Secretary of State Antony Blinken and Defense Secretary Lloyd Austin arrived in Tokyo on Monday as part of a four-day trip to reiterate the US’ commitment to its allies in the face of China’s expanding influence in the region.
The two Biden Cabinet members, on their first trip overseas, will meet their counterparts in Tokyo and Seoul, South Korea as part of a follow up to the White House summit last week with the leaders of Japan, Australia and India, known as “The Quad.”
In an op-ed published Sunday in the Washington Post, Blinken and Austin laid out why continuing relationships with allies is of supreme importance.
“Our alliances are what our military calls ’force multipliers.’ We’re able to achieve far more with them than we could without them. No country on Earth has a network of alliances and partnerships like ours,” the two wrote.
“It would be a huge strategic error to neglect these relationships. And it’s a wise use of our time and resources to adapt and renew them, to ensure they’re as strong and effective as they can be,” they continued.
Blinken and Austin said bolstering the alliances with Japan and South Korea can help deter North Korea’s nuclear ambitions, ensure that sea lanes remain open for global commerce, battle the coronavirus pandemic and champion democracy in the region, serving to counter China’s objectives.
“Our combined power makes us stronger when we must push back against China’s aggression and threats. Together, we will hold China accountable when it abuses human rights in Xinjiang and Tibet, systematically erodes autonomy in Hong Kong, undercuts democracy in Taiwan or asserts maritime claims in the South China Sea that violate international law.
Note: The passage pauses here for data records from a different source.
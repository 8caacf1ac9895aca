use crate::config::Config;
use simplelog::{ColorChoice, ConfigBuilder, LevelFilter, TermLogger, TerminalMode};

/// Log targets that drown out hub and listener activity below `Trace`.
///
/// Matching is by prefix. Query echo and server `NOTICE`s are muted, but the
/// rest of sqlx stays visible: a dropped `LISTEN` connection is reported from
/// `sqlx_postgres::listener` and must reach the operator.
const NOISY_TARGETS: &[&str] = &[
    "sqlx::query",
    "sqlx::postgres::notice",
    "sea_orm",
    "tungstenite",
    "tokio_tungstenite",
    "hyper",
    "h2",
    "tower_http",
];

pub struct Logger {}

impl Logger {
    /// Installs the global terminal logger at the configured level.
    pub fn init_logger(config: &Config) {
        let level = config.log_level_filter;

        TermLogger::init(
            level,
            Self::build_log_config(level),
            TerminalMode::Mixed,
            ColorChoice::Auto,
        )
        .expect("Failed to start simplelog");
    }

    /// Targets dropped at `level`. `Trace` keeps everything, for chasing a
    /// misbehaving socket or notification down into the dependencies.
    fn muted_targets(level: LevelFilter) -> &'static [&'static str] {
        match level {
            LevelFilter::Trace => &[],
            _ => NOISY_TARGETS,
        }
    }

    fn build_log_config(level: LevelFilter) -> simplelog::Config {
        let mut builder = ConfigBuilder::new();
        builder.set_time_format_rfc3339();
        // Session and hub debug lines are hard to follow without their origin
        builder.set_location_level(LevelFilter::Debug);

        for target in Self::muted_targets(level) {
            builder.add_filter_ignore_str(target);
        }

        builder.build()
    }

    #[cfg(test)]
    fn is_muted(target: &str, level: LevelFilter) -> bool {
        Self::muted_targets(level)
            .iter()
            .any(|muted| target.starts_with(muted))
    }
}
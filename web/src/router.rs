use crate::controller::{health_check_controller, status_controller};
use crate::{ws::handler, AppState};
use axum::{
    http::{header, HeaderValue, Method},
    routing::get,
    Router,
};
use log::*;
use service::config::Config;
use tower_http::cors::CorsLayer;

use utoipa::OpenApi;
use utoipa_rapidoc::RapiDoc;

// This is the global definition of our OpenAPI spec. To be a part
// of the rendered spec, a path and schema must be listed here.
#[derive(OpenApi)]
#[openapi(
        info(
            title = "Hanbase API"
        ),
        paths(
            health_check_controller::health_check,
            status_controller::index,
            status_controller::realtime,
        ),
        tags(
            (name = "hanbase", description = "Hanbase multi-tenant backend API")
        )
    )]
struct ApiDoc;

pub fn define_routes(app_state: AppState) -> Router {
    let cors = cors_layer(&app_state.config);

    Router::new()
        .merge(status_routes(app_state.clone()))
        .merge(health_routes(app_state.clone()))
        .merge(realtime_routes(app_state))
        .merge(RapiDoc::with_openapi("/api-docs/openapi2.json", ApiDoc::openapi()).path("/rapidoc"))
        .layer(cors)
}

fn status_routes(app_state: AppState) -> Router {
    Router::new()
        .route("/", get(status_controller::index))
        .route("/realtime/status", get(status_controller::realtime))
        .with_state(app_state)
}

fn health_routes(app_state: AppState) -> Router {
    Router::new()
        .route("/health", get(health_check_controller::health_check))
        .with_state(app_state)
}

// Realtime sessions are scoped by project name only; no bearer token is checked.
fn realtime_routes(app_state: AppState) -> Router {
    Router::new()
        .route("/ws/{project}", get(handler::ws_handler))
        .with_state(app_state)
}

fn cors_layer(config: &Config) -> CorsLayer {
    let origins: Vec<HeaderValue> = config
        .allowed_origins
        .iter()
        .filter_map(|origin| match origin.parse::<HeaderValue>() {
            Ok(value) => Some(value),
            Err(_) => {
                warn!("Ignoring invalid CORS origin: {origin}");
                None
            }
        })
        .collect();

    CorsLayer::new()
        .allow_origin(origins)
        .allow_methods([Method::GET])
        .allow_headers([header::CONTENT_TYPE, header::AUTHORIZATION])
}

#[cfg(test)]
mod tests {
    use super::*;
    use axum::body::{to_bytes, Body};
    use axum::http::{Request, StatusCode};
    use clap::Parser;
    use realtime::{Hub, HubConfig, HubHandle, ProjectId, Session};
    use sea_orm::DatabaseConnection;
    use serde_json::{json, Value};
    use std::sync::Arc;
    use std::time::Duration;
    use tokio::time::timeout;
    use tokio_util::sync::CancellationToken;
    use tower::ServiceExt;

    fn test_config() -> Config {
        Config::try_parse_from(["hanbase"]).unwrap()
    }

    fn app_state(db: DatabaseConnection) -> (AppState, CancellationToken) {
        let shutdown = CancellationToken::new();
        let (hub, hub_loop) = Hub::new(HubConfig::default());
        tokio::spawn(hub_loop.run(shutdown.clone()));
        let state = AppState::new(test_config(), &Arc::new(db), hub, shutdown.clone());
        (state, shutdown)
    }

    async fn get(app: Router, uri: &str) -> (StatusCode, Vec<u8>) {
        let request = Request::builder().uri(uri).body(Body::empty()).unwrap();
        let response = app.oneshot(request).await.unwrap();
        let status = response.status();
        let body = to_bytes(response.into_body(), usize::MAX).await.unwrap();
        (status, body.to_vec())
    }

    async fn wait_for_sessions(hub: &HubHandle, project: &ProjectId, count: usize) {
        let mut stats = hub.subscribe_stats();
        timeout(
            Duration::from_secs(5),
            stats.wait_for(|s| s.sessions_in(project) == count),
        )
        .await
        .unwrap()
        .unwrap();
    }

    #[tokio::test]
    async fn test_index_returns_running_banner() {
        let (state, _shutdown) = app_state(DatabaseConnection::Disconnected);

        let (status, body) = get(define_routes(state), "/").await;

        assert_eq!(status, StatusCode::OK);
        let body: Value = serde_json::from_slice(&body).unwrap();
        assert_eq!(
            body,
            json!({"status": "success", "message": "Hanbase System is Running!"})
        );
    }

    #[tokio::test]
    async fn test_realtime_status_reports_sessions_per_project() {
        let (state, _shutdown) = app_state(DatabaseConnection::Disconnected);
        let shop = ProjectId::from("shop");
        let (session, _queue) = Session::new(shop.clone(), 4);
        state.hub.register(session).await.unwrap();
        wait_for_sessions(&state.hub, &shop, 1).await;

        let (status, body) = get(define_routes(state), "/realtime/status").await;

        assert_eq!(status, StatusCode::OK);
        let body: Value = serde_json::from_slice(&body).unwrap();
        assert_eq!(body, json!({"sessions": 1, "projects": {"shop": 1}}));
    }

    #[tokio::test]
    async fn test_health_check_reports_unreachable_database() {
        let (state, _shutdown) = app_state(DatabaseConnection::Disconnected);

        let (status, _) = get(define_routes(state), "/health").await;

        assert_eq!(status, StatusCode::SERVICE_UNAVAILABLE);
    }

    #[cfg(feature = "mock")]
    #[tokio::test]
    async fn test_health_check_reports_healthy_database() {
        use sea_orm::{DatabaseBackend, MockDatabase};

        let db = MockDatabase::new(DatabaseBackend::Postgres).into_connection();
        let (state, _shutdown) = app_state(db);

        let (status, body) = get(define_routes(state), "/health").await;

        assert_eq!(status, StatusCode::OK);
        assert_eq!(body, b"healthy");
    }

    #[tokio::test]
    async fn test_realtime_route_requires_websocket_upgrade() {
        let (state, _shutdown) = app_state(DatabaseConnection::Disconnected);

        let (status, _) = get(define_routes(state), "/ws/shop").await;

        assert!(status.is_client_error(), "unexpected status {status}");
    }

    #[tokio::test]
    async fn test_cors_allows_configured_origin() {
        let (state, _shutdown) = app_state(DatabaseConnection::Disconnected);
        let origin = state.config.allowed_origins[0].clone();

        let request = Request::builder()
            .uri("/realtime/status")
            .header(header::ORIGIN, &origin)
            .body(Body::empty())
            .unwrap();
        let response = define_routes(state).oneshot(request).await.unwrap();

        assert_eq!(
            response.headers().get(header::ACCESS_CONTROL_ALLOW_ORIGIN),
            Some(&HeaderValue::from_str(&origin).unwrap())
        );
    }
}
use std::error::Error as StdError;

use axum::http::StatusCode;
use axum::response::{IntoResponse, Response};
use log::*;
use realtime::ErrorKind as RealtimeErrorKind;
use sea_orm::DbErr;

pub type Result<T> = core::result::Result<T, Error>;

#[derive(Debug)]
pub struct Error {
    pub source: Option<Box<dyn StdError + Send + Sync>>,
    pub error_kind: WebErrorKind,
}

/// The kinds of failures the HTTP layer reports to clients.
#[derive(Debug, PartialEq)]
pub enum WebErrorKind {
    /// A backing service (database, realtime hub) cannot serve requests right now.
    ServiceUnavailable,
    Internal,
}

impl StdError for Error {
    fn source(&self) -> Option<&(dyn StdError + 'static)> {
        self.source
            .as_ref()
            .map(|e| e.as_ref() as &(dyn StdError + 'static))
    }
}

impl std::fmt::Display for Error {
    fn fmt(&self, fmt: &mut std::fmt::Formatter) -> core::result::Result<(), std::fmt::Error> {
        write!(fmt, "{self:?}")
    }
}

// List of possible StatusCode variants https://docs.rs/http/latest/http/status/struct.StatusCode.html
impl IntoResponse for Error {
    fn into_response(self) -> Response {
        warn!("Request failed: {self}");
        match self.error_kind {
            WebErrorKind::ServiceUnavailable => {
                (StatusCode::SERVICE_UNAVAILABLE, "SERVICE UNAVAILABLE").into_response()
            }
            WebErrorKind::Internal => {
                (StatusCode::INTERNAL_SERVER_ERROR, "INTERNAL SERVER ERROR").into_response()
            }
        }
    }
}

impl From<DbErr> for Error {
    fn from(err: DbErr) -> Self {
        Error {
            source: Some(Box::new(err)),
            error_kind: WebErrorKind::ServiceUnavailable,
        }
    }
}

impl From<realtime::Error> for Error {
    fn from(err: realtime::Error) -> Self {
        let error_kind = match err.error_kind {
            RealtimeErrorKind::HubClosed => WebErrorKind::ServiceUnavailable,
            _ => WebErrorKind::Internal,
        };
        Error {
            source: Some(Box::new(err)),
            error_kind,
        }
    }
}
If we don’t act decisively and lead, Beijing will,” they wrote.
Japanese Foreign Minister Toshimitsu Motegi said Monday that he expects China to be a main topic of the conversation.
“Japan, together with the US, will resolutely respond to China’s unilateral attempt to change the status quo,” Motegi said. “But at the same time, China is the world’s No. 2 economy and it is important to firmly encourage that country to act responsibly based on international rules.”
But China said the concerns expressed by the US over its expanding influence in the region is a remnant of the “Cold War mentality.”
“For some time, individual countries have been eager to hype and incite the so-called China challenge and drive a wedge between regional countries, especially with China,” Chinese Foreign Minister Zhao LIjian said at a daily briefing. “But what they are doing … is not welcome and will never succeed.”